No di +Europa al Pd, tramonta il progetto di un listone di centrosinistra alle Europee?

«Con il sistema proporzionale tutti vogliono andare da soli», spiegano fonti Dem, definendo «improbabile» l'ipotesi di un listone. Calenda: «E' un grave errore. Peccato»

Il Segretario del PD, Nicola Zingaretti
Il Segretario del PD, Nicola Zingaretti ANSA

ROMA - Sembra tramontare l'ipotesi di un «listone» di centrosinistra alle prossime elezioni europee. Ieri è arrivato il «no» di +Europa, al termine di un incontro tra Benedetto Della Vedova e il segretario eletto del Pd, Nicola Zingaretti.

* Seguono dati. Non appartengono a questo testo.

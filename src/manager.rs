//! The entry manager: the in-memory store and every operation on it.
//!
//! The manager owns the list of entries and the list of categories and is
//! the only thing that mutates them. Every mutation rewrites the store file
//! before returning. Categories are derived from the entries at load time
//! and are never written to disk themselves.

use anyhow::Result;
use std::cmp::Ordering;
use std::path::{Path, PathBuf};

use crate::entry::{Entry, SortField};
use crate::generator::{self, CharClasses};
use crate::storage::{self, LoadOutcome};

/// How the store looked when the manager was opened.
#[derive(Debug, Clone, Copy, PartialEq, Eq)]
pub enum LoadStatus {
    /// No store file existed; the manager started empty.
    Missing,
    /// The store file was read.
    Loaded {
        entries: usize,
        discarded_bytes: usize,
    },
}

pub struct Manager {
    path: PathBuf,
    entries: Vec<Entry>,
    categories: Vec<String>,
    load_status: LoadStatus,
}

impl Manager {
    /// Opens the store at `path`.
    ///
    /// A missing file is not an error: the manager starts empty and
    /// [`load_status`](Self::load_status) reports [`LoadStatus::Missing`].
    pub fn open(path: impl Into<PathBuf>) -> Result<Self> {
        let path = path.into();

        let mut manager = Self {
            path,
            entries: Vec::new(),
            categories: Vec::new(),
            load_status: LoadStatus::Missing,
        };

        match storage::load_entries(&manager.path)? {
            LoadOutcome::Missing => {
                log::info!(
                    "No store at {}, starting with an empty list",
                    manager.path.display()
                );
            }
            LoadOutcome::Loaded {
                entries,
                discarded_bytes,
            } => {
                manager.load_status = LoadStatus::Loaded {
                    entries: entries.len(),
                    discarded_bytes,
                };
                manager.entries = entries;
                manager.rebuild_categories();
                log::info!(
                    "Loaded {} entries in {} categories from {}",
                    manager.entries.len(),
                    manager.categories.len(),
                    manager.path.display()
                );
            }
        }

        Ok(manager)
    }

    pub fn path(&self) -> &Path {
        &self.path
    }

    pub fn load_status(&self) -> LoadStatus {
        self.load_status
    }

    /// All entries in insertion order.
    pub fn entries(&self) -> &[Entry] {
        &self.entries
    }

    pub fn len(&self) -> usize {
        self.entries.len()
    }

    pub fn is_empty(&self) -> bool {
        self.entries.is_empty()
    }

    /// Returns the first entry with the given name.
    pub fn find(&self, name: &str) -> Option<&Entry> {
        self.entries.iter().find(|e| e.name == name)
    }

    /// Appends an entry and saves.
    ///
    /// Names are not checked for uniqueness.
    pub fn add(&mut self, entry: Entry) -> Result<()> {
        let entry = fit(entry);
        log::debug!("Adding entry '{}'", entry.name);

        self.register_category(&entry.category);
        self.entries.push(entry);
        self.save()
    }

    /// Replaces the first entry named `name` with `entry` and saves.
    ///
    /// Every field is overwritten, so this can rename. Returns `false`
    /// without touching anything when no entry has that name.
    pub fn edit(&mut self, name: &str, entry: Entry) -> Result<bool> {
        let Some(index) = self.entries.iter().position(|e| e.name == name) else {
            log::debug!("Edit target '{}' not found", name);
            return Ok(false);
        };

        let entry = fit(entry);
        log::debug!("Editing entry '{}' (now '{}')", name, entry.name);

        self.register_category(&entry.category);
        self.entries[index] = entry;
        self.save()?;
        Ok(true)
    }

    /// Removes every entry named `name`.
    ///
    /// Saves and returns `true` only if at least one entry was removed.
    pub fn remove(&mut self, name: &str) -> Result<bool> {
        let before = self.entries.len();
        self.entries.retain(|e| e.name != name);
        let removed = before - self.entries.len();

        if removed == 0 {
            log::debug!("Remove target '{}' not found", name);
            return Ok(false);
        }

        log::debug!("Removed {} entries named '{}'", removed, name);
        self.save()?;
        Ok(true)
    }

    /// Entries with `query` as a substring of any field, in stored order.
    pub fn search(&self, query: &str) -> Vec<&Entry> {
        self.entries.iter().filter(|e| e.matches(query)).collect()
    }

    /// All entries ordered by `fields`, first field being the primary key.
    ///
    /// Unknown field names are ignored. Ties that no key breaks keep their
    /// stored order. The stored order itself is never changed.
    pub fn sorted_view(&self, fields: &[&str]) -> Vec<&Entry> {
        let keys: Vec<SortField> = fields.iter().filter_map(|f| f.parse().ok()).collect();

        let mut view: Vec<&Entry> = self.entries.iter().collect();
        view.sort_by(|a, b| {
            keys.iter()
                .map(|&key| a.field(key).cmp(b.field(key)))
                .find(|ord| *ord != Ordering::Equal)
                .unwrap_or(Ordering::Equal)
        });
        view
    }

    /// Returns true if some entry already uses exactly this password.
    pub fn is_password_used(&self, password: &str) -> bool {
        self.entries.iter().any(|e| e.password == password)
    }

    /// Categories in the order they were first seen or added.
    pub fn categories(&self) -> &[String] {
        &self.categories
    }

    /// Adds an empty category.
    ///
    /// This is not saved: a category with no entries is gone after a reload.
    pub fn add_category(&mut self, name: &str) {
        if self.register_category(name) {
            log::debug!("Added category '{}'", name);
        }
    }

    /// Removes a category together with every entry in it, then saves.
    ///
    /// Returns the number of entries removed. An empty name does nothing.
    pub fn remove_category(&mut self, name: &str) -> Result<usize> {
        if name.is_empty() {
            return Ok(0);
        }

        let before = self.entries.len();
        self.entries.retain(|e| e.category != name);
        let removed = before - self.entries.len();
        self.categories.retain(|c| c != name);

        log::debug!("Removed category '{}' and {} entries", name, removed);
        self.save()?;
        Ok(removed)
    }

    /// Generates a password. See [`generator::generate`].
    pub fn generate_password(
        &self,
        length: usize,
        upper: bool,
        lower: bool,
        special: bool,
    ) -> String {
        generator::generate(
            length,
            CharClasses {
                upper,
                lower,
                special,
            },
        )
    }

    fn register_category(&mut self, name: &str) -> bool {
        if name.is_empty() || self.categories.iter().any(|c| c == name) {
            return false;
        }
        self.categories.push(name.to_string());
        true
    }

    fn rebuild_categories(&mut self) {
        let mut categories: Vec<String> = Vec::new();
        for entry in &self.entries {
            if !entry.category.is_empty() && !categories.contains(&entry.category) {
                categories.push(entry.category.clone());
            }
        }
        self.categories = categories;
    }

    fn save(&self) -> Result<()> {
        storage::save_entries(&self.path, &self.entries).inspect_err(|e| {
            log::error!("Failed to save {}: {}", self.path.display(), e);
        })
    }
}

fn fit(entry: Entry) -> Entry {
    let (fitted, truncated) = entry.fit_to_block();
    if truncated {
        log::warn!(
            "Entry '{}' had fields longer than the store allows; they were shortened",
            fitted.name
        );
    }
    fitted
}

«Abbiamo convenuto che è bene che le nostre esperienze politiche, +Europa e Pd, si presentino in modo distinto alle elezioni europee», ha spiegato il segretario Della Vedova, ricordando l'adesione del Movimento alla famiglia europea dell'Alde. Sia Della Vedova che Zingaretti hanno però tenuto a sottolineare che non si tratta di una rottura di rapporti.

Incontro utile

«E' stato - per il segretario Pd - un incontro utile in uno spirito di massima disponibilità e di condivisione nello spirito del manifesto 'Siamo europei' contro chi l'Europa la vuole distruggere. Non ci sarà una lista unica come unione di soggetti diversi ma due liste larghe, aperte alla società affinché la battaglia per l'Europa coinvolga la parte migliore della società italiana. Una battaglia che faremo in forma distinta ma non da avversari».

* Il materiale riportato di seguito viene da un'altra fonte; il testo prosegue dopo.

//! Edit command implementation.

use anyhow::{Result, anyhow};

use crate::entry::{Entry, SortField};
use crate::shell::command::{Command, CommandResult, CompletionContext, ShellContext};

/// Command to change fields of an existing entry.
pub struct EditCommand;

/// Applies `field=value` assignments to a copy of `entry`.
fn apply_assignments(entry: &Entry, assignments: &[&str]) -> Result<Entry> {
    let mut edited = entry.clone();
    for assignment in assignments {
        let (field, value) = assignment
            .split_once('=')
            .ok_or_else(|| anyhow!("Expected <field>=<value>, got '{}'", assignment))?;
        let field: SortField = field.parse()?;
        edited.set_field(field, value);
    }

    if edited.name.is_empty() {
        return Err(anyhow!("Name cannot be empty"));
    }
    if edited.password.is_empty() {
        return Err(anyhow!("Password cannot be empty"));
    }
    Ok(edited)
}

impl Command for EditCommand {
    fn name(&self) -> &str {
        "edit"
    }

    fn aliases(&self) -> &[&str] {
        &["e", "modify"]
    }

    fn description(&self) -> &str {
        "Change fields of an entry"
    }

    fn usage(&self) -> &str {
        "edit <name> <field>=<value>..."
    }

    fn help(&self) -> &str {
        "Change one or more fields of an entry.\n\n\
         Fields not mentioned keep their current value. If several entries\n\
         share the name, only the first one is changed.\n\n\
         Fields: name, password, category, website, login\n\n\
         Examples:\n  \
           edit github password=n3w category=Work\n  \
           edit github name=github-work\n  \
           edit email website="
    }

    fn execute(&self, args: &[&str], ctx: &mut ShellContext) -> CommandResult {
        if args.len() < 2 {
            return CommandResult::usage(self, "Missing entry name or fields to change");
        }

        let name = args[0];
        let Some(current) = ctx.manager.find(name) else {
            return CommandResult::error(format!("'{}' not found", name));
        };

        let edited = match apply_assignments(current, &args[1..]) {
            Ok(edited) => edited,
            Err(e) => return CommandResult::error(e.to_string()),
        };

        log::debug!("Editing entry: {}", name);

        match ctx.manager.edit(name, edited) {
            Ok(true) => {
                ctx.mark_modified();
                log::info!("Edited entry: {}", name);
                CommandResult::success(format!("Updated '{}'", name))
            }
            Ok(false) => CommandResult::error(format!("'{}' not found", name)),
            Err(e) => {
                ctx.mark_modified();
                CommandResult::error(format!("Failed to save: {:#}", e))
            }
        }
    }

    fn completions(&self, args: &[&str], partial: &str, ctx: &CompletionContext) -> Vec<String> {
        if args.is_empty() {
            return ctx.index.names.completions(partial);
        }

        match partial.split_once('=') {
            Some(("category", value)) => ctx
                .index
                .categories
                .completions(value)
                .into_iter()
                .map(|c| format!("category={}", c))
                .collect(),
            Some(_) => vec![],
            None => SortField::ALL
                .iter()
                .map(|f| format!("{}=", f))
                .filter(|f| f.starts_with(partial))
                .collect(),
        }
    }

    fn min_args(&self) -> usize {
        2
    }

    fn sensitive(&self) -> bool {
        true
    }
}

Tutti vogliono andare da soli

Chiuso il discorso con +Europa, è però tutto il progetto di un fronte unico a sembrare ormai sfumato, dopo i contatti dei giorni scorsi ad esempio con Pizzarotti. «Con il sistema proporzionale tutti vogliono andare da soli», spiegano fonti Dem, definendo «improbabile» l'ipotesi di un listone.

Calenda: E' un grave errore. Peccato

Carlo Calenda, ex ministro dello Sviluppo economico e promotore del manifesto «Siamo europei», lo dice chiaramente. «+Europa ha definitivamente chiuso all'ipotesi di fare una lista unitaria anche dopo l'offerta del Pd di piena e paritetica visibilità dei loghi sotto un ombrello comune. Il fronte unitario delle forze europeiste non ci sarà. È un grave errore. Peccato», scrive su Twitter.

In questo contesto per Zingaretti la strada è obbligata: «All'assemblea di domenica - ha annunciato - proporrò di promuovere una lista Pd il più possibile allargata».